The 40 acre research farm, now solely owned by Pope SWCD, has the necessary uniform soil type, soil depth, topography and adequate water for irrigation research.
Research at the farm has involved many partners over the years including: USDA-Agricultural Research Service (ARS), University of MN Pope County Extension, US Forest Service, WesMin RC&D, Minnesota Department of Agriculture, University of Minnesota, Prairies Lakes Co-op, and Pope and Stearns County SWCDs.
Nitrogen and water quality research is presently being conducted at Rosholt.
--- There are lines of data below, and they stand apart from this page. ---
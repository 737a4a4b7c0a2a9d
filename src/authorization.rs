//! Session-to-operation access gate.
//!
//! Default-deny: a missing identity and a role mismatch both produce
//! the same `AccessDenied`, so callers cannot tell the two causes
//! apart. The HTTP layer renders every denial as one "restricted"
//! response.

use crate::models::{Identity, Role};

/// Role requirement for an operation.
#[derive(Debug, Clone, Copy, PartialEq, Eq)]
pub enum RoleRequirement {
    /// Any logged-in identity.
    Authenticated,
    /// Exactly this role.
    Exactly(Role),
}

/// Denial marker. Carries no cause.
#[derive(Debug, Clone, Copy, PartialEq, Eq, thiserror::Error)]
#[error("restricted")]
pub struct AccessDenied;

/// Check an optional session identity against a requirement.
pub fn require(
    identity: Option<&Identity>,
    requirement: RoleRequirement,
) -> Result<&Identity, AccessDenied> {
    let identity = identity.ok_or(AccessDenied)?;
    match requirement {
        RoleRequirement::Authenticated => Ok(identity),
        RoleRequirement::Exactly(role) if identity.role == role => Ok(identity),
        RoleRequirement::Exactly(_) => Err(AccessDenied),
    }
}

#[cfg(test)]
mod tests {
    use super::*;

    fn doctor() -> Identity {
        Identity {
            role: Role::Doctor,
            name: "Doctor Wu".into(),
        }
    }

    fn patient() -> Identity {
        Identity {
            role: Role::Patient,
            name: "Liao".into(),
        }
    }

    #[test]
    fn missing_identity_is_denied() {
        assert_eq!(
            require(None, RoleRequirement::Authenticated),
            Err(AccessDenied)
        );
        assert_eq!(
            require(None, RoleRequirement::Exactly(Role::Doctor)),
            Err(AccessDenied)
        );
    }

    #[test]
    fn any_role_passes_authenticated() {
        let id = patient();
        assert!(require(Some(&id), RoleRequirement::Authenticated).is_ok());
        let id = doctor();
        assert!(require(Some(&id), RoleRequirement::Authenticated).is_ok());
    }

    #[test]
    fn exact_role_match_passes() {
        let id = doctor();
        let granted = require(Some(&id), RoleRequirement::Exactly(Role::Doctor)).unwrap();
        assert_eq!(granted.name, "Doctor Wu");
    }

    #[test]
    fn role_mismatch_is_denied_like_missing_identity() {
        let id = patient();
        let mismatch = require(Some(&id), RoleRequirement::Exactly(Role::Doctor));
        let missing = require(None, RoleRequirement::Exactly(Role::Doctor));
        // The two denial causes must be indistinguishable
        assert_eq!(mismatch, missing);
    }
}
The goal is to evaluate the management of nitrogen fertilizers and cover crops in irrigated crop production systems and their impacts on groundwater resources. The objective is to quantify the impact of living mulch (kura clover), cover crop (cereal rye), or no cover crop on nitrate leaching and nitrogen management for irrigated row crops. The project is intended to provide local information to help improve fertilizer management in irrigated row crop production systems.
Data collection for the current research began in 2016 and is designed to be collected through 2020. However, Clean Water funding from the Minnesota Department of Agriculture (MDA) is only secure through 2018. Pope and Stearns County SWCD’s are currently collecting input on updating Rosholt Research Farm’s long term vision plan. This plan will assist in securing funding to continue the current research project and future research at Rosholt Research Farm.